Lynxmotion AL5D moving a jumper to an Arduino. from Ben Martin on Vimeo.

Saturday, July 5, 2014

Ending up Small

It's easy to get swept up in trying to build a robot that has autonomy and the proximity, environment detection and inference, and feedback mechanisms that go along with that. There's something to be said about the fun of a direct drive robot with just power control and no feedback. So Tiny Tim was born! For reference, his wheels are 4 inches in diameter.


A Uno is used with an analog joystick shield to drive Tim. He is not intended and probably never will be able to move autonomously. Direct command only. Packets are sent over a wireless link from the controller (5v) to Tim (3v3). Onboard Tim is an 8Mhz/3v3 Pro Micro which I got back on Arduino day :) The motors are driven by a 1A Dual TB6612FNG Motor Driver which is operated very much like an L298 dual hbridge (2 direction pins and a PWM). Tim's Pro Micro also talks to an OLED screen and his wireless board is put out behind the battery to try to isolate it a little from the metal. The OLED screen needed 3v3 signals, so Tim became a 3v3 logic robot.

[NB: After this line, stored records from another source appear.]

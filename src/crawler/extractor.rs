//! HTML extraction of links and keywords
//!
//! The document is walked once in document order with an explicit stack, so
//! deeply nested markup cannot exhaust the call stack.
//!
//! - `<a href>`: the href, resolved against the page URL unless it is
//!   already an absolute http(s) URL. Anchors without `href` contribute nothing.
//! - `<h1>`: the heading's first child, if it is text, split on spaces.
//!   Text nested inside inline children of the heading is not read.

use scraper::{Html, Node};
use url::Url;

/// Links and keywords found on one page
#[derive(Debug, Clone, Default, PartialEq, Eq)]
pub struct ExtractedPage {
    /// Absolute link URLs in document order
    pub links: Vec<String>,

    /// Heading keywords in document order
    pub keywords: Vec<String>,
}

/// Extracts links and keywords from an HTML document
///
/// Malformed markup never fails: the HTML5 parser recovers, and whatever it
/// recovers is walked.
///
/// # Example
///
/// ```
/// use squid::crawler::extract;
/// use url::Url;
///
/// let base = Url::parse("http://x/").unwrap();
/// let page = extract("<h1>These are all keywords</h1><a href=\"/a\">a</a>", &base);
/// assert_eq!(page.keywords, vec!["These", "are", "all", "keywords"]);
/// assert_eq!(page.links, vec!["http://x/a"]);
/// ```
pub fn extract(markup: &str, base_url: &Url) -> ExtractedPage {
    let document = Html::parse_document(markup);
    let mut page = ExtractedPage::default();

    let mut stack = vec![document.tree.root()];
    while let Some(node) = stack.pop() {
        if let Node::Element(element) = node.value() {
            match element.name() {
                "a" => {
                    if let Some(href) = element.attr("href") {
                        if let Some(link) = resolve_link(href, base_url) {
                            page.links.push(link);
                        }
                    }
                }
                "h1" => {
                    if let Some(Node::Text(text)) = node.first_child().map(|c| c.value()) {
                        page.keywords.extend(split_keywords(text));
                    }
                }
                _ => {}
            }
        }

        // Reverse so the first child is popped next
        stack.extend(node.children().rev());
    }

    page
}

/// Resolves an href to an absolute URL string
///
/// Absolute http(s) hrefs are returned verbatim; everything else is resolved
/// as a URL reference against `base_url`. Returns None if resolution fails.
fn resolve_link(href: &str, base_url: &Url) -> Option<String> {
    if is_absolute_http(href) {
        return Some(href.to_string());
    }

    match base_url.join(href) {
        Ok(resolved) => Some(resolved.to_string()),
        Err(e) => {
            tracing::debug!("Dropping unresolvable href {:?} on {}: {}", href, base_url, e);
            None
        }
    }
}

/// Literal `http://` or `https://` prefix, ignoring case
///
/// `http:foo` has the scheme but no authority, so it is still resolved.
fn is_absolute_http(href: &str) -> bool {
    let starts_with = |prefix: &str| {
        href.get(..prefix.len())
            .map(|head| head.eq_ignore_ascii_case(prefix))
            .unwrap_or(false)
    };
    starts_with("http://") || starts_with("https://")
}

/// Splits heading text on single spaces, dropping empty tokens
fn split_keywords(text: &str) -> impl Iterator<Item = String> + '_ {
    text.split(' ')
        .map(str::trim)
        .filter(|word| !word.is_empty())
        .map(str::to_string)
}

#[cfg(test)]
mod tests {
    use super::*;

    fn base_url() -> Url {
        Url::parse("http://x/").unwrap()
    }

    #[test]
    fn test_links_and_keywords() {
        let html = r#"<html>
            <head></head>
            <body>
                <h1>These are all keywords</h1>
                <a href="/this/is/an/internal/link">link</a>
                <p>this is a <a href="http://google.com">link</a></p>
            </body>
        </html>"#;
        let page = extract(html, &base_url());
        assert_eq!(
            page.links,
            vec!["http://x/this/is/an/internal/link", "http://google.com"]
        );
        assert_eq!(page.keywords, vec!["These", "are", "all", "keywords"]);
    }

    #[test]
    fn test_anchor_inside_heading() {
        let html = r#"<html><body><h1>Hello <a href="TEST">world</a></h1></body></html>"#;
        let page = extract(html, &base_url());
        assert_eq!(page.links, vec!["http://x/TEST"]);
        assert_eq!(page.keywords, vec!["Hello"]);
    }

    #[test]
    fn test_heading_inside_anchor() {
        let html = r#"<html><body><a href="/not/a/test"><h1>hi there</h1></a></body></html>"#;
        let page = extract(html, &base_url());
        assert_eq!(page.links, vec!["http://x/not/a/test"]);
        assert_eq!(page.keywords, vec!["hi", "there"]);
    }

    #[test]
    fn test_heading_with_only_inline_child_yields_nothing() {
        let html = r#"<h1><em>Hidden words</em></h1><h1>Shown</h1>"#;
        let page = extract(html, &base_url());
        assert_eq!(page.keywords, vec!["Shown"]);
    }

    #[test]
    fn test_multiple_headings_flatten_in_order() {
        let html = "<h1>  first   heading </h1><div><h1>second\nline</h1></div>";
        let page = extract(html, &base_url());
        assert_eq!(page.keywords, vec!["first", "heading", "second\nline"]);
    }

    #[test]
    fn test_no_dedup_of_keywords_or_links() {
        let html = r#"<h1>a a</h1><a href="/p">1</a><a href="/p">2</a>"#;
        let page = extract(html, &base_url());
        assert_eq!(page.keywords, vec!["a", "a"]);
        assert_eq!(page.links, vec!["http://x/p", "http://x/p"]);
    }

    #[test]
    fn test_other_headings_ignored() {
        let html = "<h2>not me</h2><title>nor me</title>";
        let page = extract(html, &base_url());
        assert!(page.keywords.is_empty());
    }

    #[test]
    fn test_anchor_without_href_omitted() {
        let html = r#"<a name="top">top</a><a href="/real">real</a>"#;
        let page = extract(html, &base_url());
        assert_eq!(page.links, vec!["http://x/real"]);
    }

    #[test]
    fn test_absolute_links_kept_verbatim() {
        let base = Url::parse("https://example.com/dir/page.html").unwrap();
        let html = r#"<a href="http://Other.COM/A?b=c#d">1</a><a href="https://secure.example.org">2</a>"#;
        let page = extract(html, &base);
        assert_eq!(
            page.links,
            vec!["http://Other.COM/A?b=c#d", "https://secure.example.org"]
        );
    }

    #[test]
    fn test_absolute_prefix_is_literal() {
        let html = r#"<a href="HTTP://A.com/x">upper</a>
            <a href="hTtPs://b.com">mixed</a>
            <a href="http:foo">no authority</a>
            <a href="https:/bar">one slash</a>"#;
        let page = extract(html, &base_url());
        assert_eq!(
            page.links,
            vec!["HTTP://A.com/x", "hTtPs://b.com", "http://x/foo", "https://bar/"]
        );

        assert!(is_absolute_http("http://x"));
        assert!(!is_absolute_http("http:/x"));
        assert!(!is_absolute_http("http"));
        assert!(!is_absolute_http("ftp://x"));
    }

    #[test]
    fn test_relative_resolution() {
        let base = Url::parse("https://example.com/dir/page.html?q=1").unwrap();
        let cases = [
            ("other.html", "https://example.com/dir/other.html"),
            ("../up.html", "https://example.com/up.html"),
            ("/root", "https://example.com/root"),
            ("//cdn.example.net/lib.js", "https://cdn.example.net/lib.js"),
            ("#section", "https://example.com/dir/page.html?q=1#section"),
            ("?page=2", "https://example.com/dir/page.html?page=2"),
            ("", "https://example.com/dir/page.html?q=1"),
        ];

        for (href, expected) in cases {
            let html = format!(r#"<a href="{}">x</a>"#, href);
            let page = extract(&html, &base);
            assert_eq!(page.links, vec![expected], "href {:?}", href);
        }
    }

    #[test]
    fn test_non_http_schemes_pass_through_resolution() {
        let html = r#"<a href="mailto:someone@example.com">m</a>"#;
        let page = extract(html, &base_url());
        assert_eq!(page.links, vec!["mailto:someone@example.com"]);
    }

    #[test]
    fn test_deeply_nested_markup() {
        let depth = 3000;
        let mut html = String::new();
        for _ in 0..depth {
            html.push_str("<div>");
        }
        html.push_str(r#"<a href="/deep">deep</a>"#);
        for _ in 0..depth {
            html.push_str("</div>");
        }

        let page = extract(&html, &base_url());
        assert_eq!(page.links, vec!["http://x/deep"]);
    }

    #[test]
    fn test_malformed_markup_degrades() {
        let html = r#"<h1>Broken <<< heading<a href="/still/found">x</p></div></h1>"#;
        let page = extract(html, &base_url());
        assert_eq!(page.links, vec!["http://x/still/found"]);
        assert_eq!(page.keywords.first().map(String::as_str), Some("Broken"));
    }

    #[test]
    fn test_empty_document() {
        let page = extract("", &base_url());
        assert_eq!(page, ExtractedPage::default());
    }
}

He is missing a hub mount, so the wheel on the left is just sitting on the mini gearmotor's shaft. At the other end of the channel is a Tamiya Omni Wheel which tilts the body slightly forward. I've put the battery at the back to try to make sure he doesn't flip over during hard break.

A custom PCB would remove most of the wires on Tim and be more robust. But most of Tim is currently put together from random bits that were available. The channel and beams should have a warning letting you know what can happen once you bolt a few of them together ;)

Tuesday, July 1, 2014

The long road to an Autonomous Vehicle.

Some people play tennis, some try to build autonomous wheeled robots. I do the later and the result has come to be known as “Terry”. In the long road toward that goal what started as a direct drive, “give the motor a PWM of X% of the total power”, lead to having encoder feedback so that the wheel could be turned an exact amount over a given time.  This has meant that the control interface no longer uses a direct power and direction slider but has buttons to perform specific motion tasks. The button with the road icon and a 1 will move the wheels forward a single rotation to advance Terry 6π inches forwards (6 inch wheels).

The red tinted buttons use the wheel encoders to provide precision movement. Enc left and Enc right turn Terry in place (one wheel forward, one wheel backwards). The Circus and Oval perform patrol like maneuvers. Circus moves forward, turns in place, returns back, and turns around again. It's like a strafing patrol. On the other hand, the Oval turns move like a regular car, with both wheels going forward but one wheel moving slower than the other to create the turning effect. The pan and tilt control the on board camera for a good Terry eye view of the world.

I added two way web socket communications to Terry this week. So now the main battery voltage is updated and the current, err, current for each motor is shown at the bottom of the page. The two white boxes there give version information so you can see if the data is stale or not. I suspect a little async javascript on some model value will be coming so that items on the page will darken as they become stale due to lag on Terry or communications loss.

I've been researching proximity detection and will be integrating a Kinect for longer distance measures soon. Having good reliable distance measurements from Terry to objects is the first step in getting him to create maps of the environment for autonomous navigation.